* **The task**
Provide the entries once more, identical in every word.

* **Collected data entries**

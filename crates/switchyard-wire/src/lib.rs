//! # Switchyard Wire - Multipart Frame Transport
//!
//! Low-level message framing for the Switchyard RPC core: connect/bind of
//! TCP peers and send/receive of *multipart messages*, where a message is an
//! ordered sequence of opaque byte frames and every frame but the last
//! carries a more-frames flag.
//!
//! ## Wire format
//!
//! ```text
//! frame   := flags (1 byte) | length (u32, big-endian) | payload
//! message := frame* last-frame          (MORE bit set on all but the last)
//! ```
//!
//! Frame payloads are never interpreted here; correlation ids, delimiters and
//! request bodies are all just frames. The layer above
//! (`switchyard-mux`) assigns meaning to frame positions.
//!
//! ## Guarantees
//!
//! - Frame boundaries survive the round trip exactly, including empty frames.
//! - A message is serialized into one buffer and written in a single call, so
//!   messages from one sender never interleave on the socket.
//! - Endianness is fixed big-endian for all length and integer frames.

// Nursery lints that are too strict
#![allow(clippy::missing_const_for_fn)]
// Allow in tests
#![cfg_attr(test, allow(clippy::unwrap_used))]
#![cfg_attr(test, allow(clippy::expect_used))]
#![cfg_attr(test, allow(clippy::panic))]

pub mod connection;
pub mod endpoint;
pub mod error;
pub mod frame;

// Re-export main types
pub use connection::{connect, FrameListener, FrameSink, FrameStream};
pub use endpoint::Endpoint;
pub use error::WireError;
pub use frame::{empty_frame, frame_as_u64, u64_frame, Frame};

/// Upper bound on a single frame's payload, in bytes.
///
/// Anything larger is treated as a corrupt stream rather than a legitimate
/// message: the transport is internal and no Switchyard message approaches
/// this size.
pub const MAX_FRAME_LEN: usize = 64 * 1024 * 1024;
//! Scripted test peer: a frame-transport server with configurable reply
//! behavior, run on its own thread with its own runtime so tests can drive
//! the manager's blocking API from plain test threads.

use std::sync::mpsc;
use std::thread;
use std::time::Duration;
use switchyard_wire::{empty_frame, Endpoint, Frame, FrameListener, FrameSink, FrameStream};

/// What the peer does with each request it receives.
#[derive(Debug, Clone, Copy)]
pub enum PeerBehavior {
    /// Reply with the request payload, unmodified.
    Echo,
    /// Reply with a fixed payload, whatever was asked.
    ReplyWith(&'static [u8]),
    /// Never reply.
    Silent,
    /// Echo, but only after a delay.
    DelayedEcho(Duration),
    /// Swallow the first request on each connection, answer from the second
    /// onward. Exercises out-of-order completion.
    IgnoreFirst,
}

/// A running peer. The listener thread is detached; it lives until the test
/// process exits.
pub struct Peer {
    pub endpoint: Endpoint,
    _thread: thread::JoinHandle<()>,
}

/// Bind a peer on an ephemeral localhost port and serve `behavior`.
pub fn spawn_peer(behavior: PeerBehavior) -> Peer {
    let (endpoint_tx, endpoint_rx) = mpsc::channel();

    let thread = thread::Builder::new()
        .name("test-peer".to_string())
        .spawn(move || {
            let runtime = tokio::runtime::Builder::new_current_thread()
                .enable_all()
                .build()
                .expect("peer runtime");
            let local = tokio::task::LocalSet::new();
            local.block_on(&runtime, async move {
                let listener = FrameListener::bind(&Endpoint::from("127.0.0.1:0"))
                    .await
                    .expect("peer bind");
                endpoint_tx
                    .send(listener.local_endpoint().expect("peer endpoint"))
                    .expect("peer endpoint handoff");

                loop {
                    match listener.accept().await {
                        Ok((sink, stream)) => {
                            tokio::task::spawn_local(serve(behavior, sink, stream));
                        }
                        Err(_) => break,
                    }
                }
            });
        })
        .expect("peer thread");

    let endpoint = endpoint_rx
        .recv_timeout(Duration::from_secs(5))
        .expect("peer did not come up");
    Peer {
        endpoint,
        _thread: thread,
    }
}

async fn serve(behavior: PeerBehavior, mut sink: FrameSink, mut stream: FrameStream) {
    let mut requests_seen = 0usize;

    while let Ok(Some(frames)) = stream.recv().await {
        // Requests arrive as [delimiter, correlation id, payload...].
        assert!(
            frames.len() >= 2 && frames[0].is_empty(),
            "peer received malformed request"
        );
        let correlation = frames[1].clone();
        let payload = frames[2..].to_vec();
        requests_seen += 1;

        match behavior {
            PeerBehavior::Echo => reply(&mut sink, &correlation, &payload).await,
            PeerBehavior::ReplyWith(body) => {
                reply(&mut sink, &correlation, &[Frame::from_static(body)]).await;
            }
            PeerBehavior::Silent => {}
            PeerBehavior::DelayedEcho(delay) => {
                tokio::time::sleep(delay).await;
                reply(&mut sink, &correlation, &payload).await;
            }
            PeerBehavior::IgnoreFirst => {
                if requests_seen > 1 {
                    reply(&mut sink, &correlation, &payload).await;
                }
            }
        }
    }
}

async fn reply(sink: &mut FrameSink, correlation: &Frame, payload: &[Frame]) {
    let mut frames = Vec::with_capacity(2 + payload.len());
    frames.push(empty_frame());
    frames.push(correlation.clone());
    frames.extend_from_slice(payload);
    sink.send(&frames).await.expect("peer reply");
}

* **Task solution**
filename crates/switchyard-wire/src/lib.rs
//! # Switchyard Wire - Multipart Frame Transport
//!
//! Low-level message framing for the Switchyard RPC core: connect/bind of
//! TCP peers and send/receive of *multipart messages*, where a message is an
//! ordered sequence of opaque byte frames and every frame but the last
//! carries a more-frames flag.
//!
//! ## Wire format
//!
//! ```text
//! frame   := flags (1 byte) | length (u32, big-endian) | payload
//! message := frame* last-frame          (MORE bit set on all but the last)
//! ```
//!
//! Frame payloads are never interpreted here; correlation ids, delimiters and
//! request bodies are all just frames. The layer above
//! (`switchyard-mux`) assigns meaning to frame positions.
//!
//! ## Guarantees
//!
//! - Frame boundaries survive the round trip exactly, including empty frames.
//! - A message is serialized into one buffer and written in a single call, so
//!   messages from one sender never interleave on the socket.
//! - Endianness is fixed big-endian for all length and integer frames.

// Nursery lints that are too strict
#![allow(clippy::missing_const_for_fn)]
// Allow in tests
#![cfg_attr(test, allow(clippy::unwrap_used))]
#![cfg_attr(test, allow(clippy::expect_used))]
#![cfg_attr(test, allow(clippy::panic))]

pub mod connection;
pub mod endpoint;
pub mod error;
pub mod frame;

// Re-export main types
pub use connection::{connect, FrameListener, FrameSink, FrameStream};
pub use endpoint::Endpoint;
pub use error::WireError;
pub use frame::{empty_frame, frame_as_u64, u64_frame, Frame};

/// Upper bound on a single frame's payload, in bytes.
///
/// Anything larger is treated as a corrupt stream rather than a legitimate
/// message: the transport is internal and no Switchyard message approaches
/// this size.
pub const MAX_FRAME_LEN: usize = 64 * 1024 * 1024;
//! Scripted test peer: a frame-transport server with configurable reply
//! behavior, run on its own thread with its own runtime so tests can drive
//! the manager's blocking API from plain test threads.

use std::sync::mpsc;
use std::thread;
use std::time::Duration;
use switchyard_wire::{empty_frame, Endpoint, Frame, FrameListener, FrameSink, FrameStream};

/// What the peer does with each request it receives.
#[derive(Debug, Clone, Copy)]
pub enum PeerBehavior {
    /// Reply with the request payload, unmodified.
    Echo,
    /// Reply with a fixed payload, whatever was asked.
    ReplyWith(&'static [u8]),
    /// Never reply.
    Silent,
    /// Echo, but only after a delay.
    DelayedEcho(Duration),
    /// Swallow the first request on each connection, answer from the second
    /// onward. Exercises out-of-order completion.
    IgnoreFirst,
}

/// A running peer. The listener thread is detached; it lives until the test
/// process exits.
pub struct Peer {
    pub endpoint: Endpoint,
    _thread: thread::JoinHandle<()>,
}

/// Bind a peer on an ephemeral localhost port and serve `behavior`.
pub fn spawn_peer(behavior: PeerBehavior) -> Peer {
    let (endpoint_tx, endpoint_rx) = mpsc::channel();

    let thread = thread::Builder::new()
        .name("test-peer".to_string())
        .spawn(move || {
            let runtime = tokio::runtime::Builder::new_current_thread()
                .enable_all()
                .build()
                .expect("peer runtime");
            let local = tokio::task::LocalSet::new();
            local.block_on(&runtime, async move {
                let listener = FrameListener::bind(&Endpoint::from("127.0.0.1:0"))
                    .await
                    .expect("peer bind");
                endpoint_tx
                    .send(listener.local_endpoint().expect("peer endpoint"))
                    .expect("peer endpoint handoff");

                loop {
                    match listener.accept().await {
                        Ok((sink, stream)) => {
                            tokio::task::spawn_local(serve(behavior, sink, stream));
                        }
                        Err(_) => break,
                    }
                }
            });
        })
        .expect("peer thread");

    let endpoint = endpoint_rx
        .recv_timeout(Duration::from_secs(5))
        .expect("peer did not come up");
    Peer {
        endpoint,
        _thread: thread,
    }
}

async fn serve(behavior: PeerBehavior, mut sink: FrameSink, mut stream: FrameStream) {
    let mut requests_seen = 0usize;

    while let Ok(Some(frames)) = stream.recv().await {
        // Requests arrive as [delimiter, correlation id, payload...].
        assert!(
            frames.len() >= 2 && frames[0].is_empty(),
            "peer received malformed request"
        );
        let correlation = frames[1].clone();
        let payload = frames[2..].to_vec();
        requests_seen += 1;

        match behavior {
            PeerBehavior::Echo => reply(&mut sink, &correlation, &payload).await,
            PeerBehavior::ReplyWith(body) => {
                reply(&mut sink, &correlation, &[Frame::from_static(body)]).await;
            }
            PeerBehavior::Silent => {}
            PeerBehavior::DelayedEcho(delay) => {
                tokio::time::sleep(delay).await;
                reply(&mut sink, &correlation, &payload).await;
            }
            PeerBehavior::IgnoreFirst => {
                if requests_seen > 1 {
                    reply(&mut sink, &correlation, &payload).await;
                }
            }
        }
    }
}

async fn reply(sink: &mut FrameSink, correlation: &Frame, payload: &[Frame]) {
    let mut frames = Vec::with_capacity(2 + payload.len());
    frames.push(empty_frame());
    frames.push(correlation.clone());
    frames.extend_from_slice(payload);
    sink.send(&frames).await.expect("peer reply");
}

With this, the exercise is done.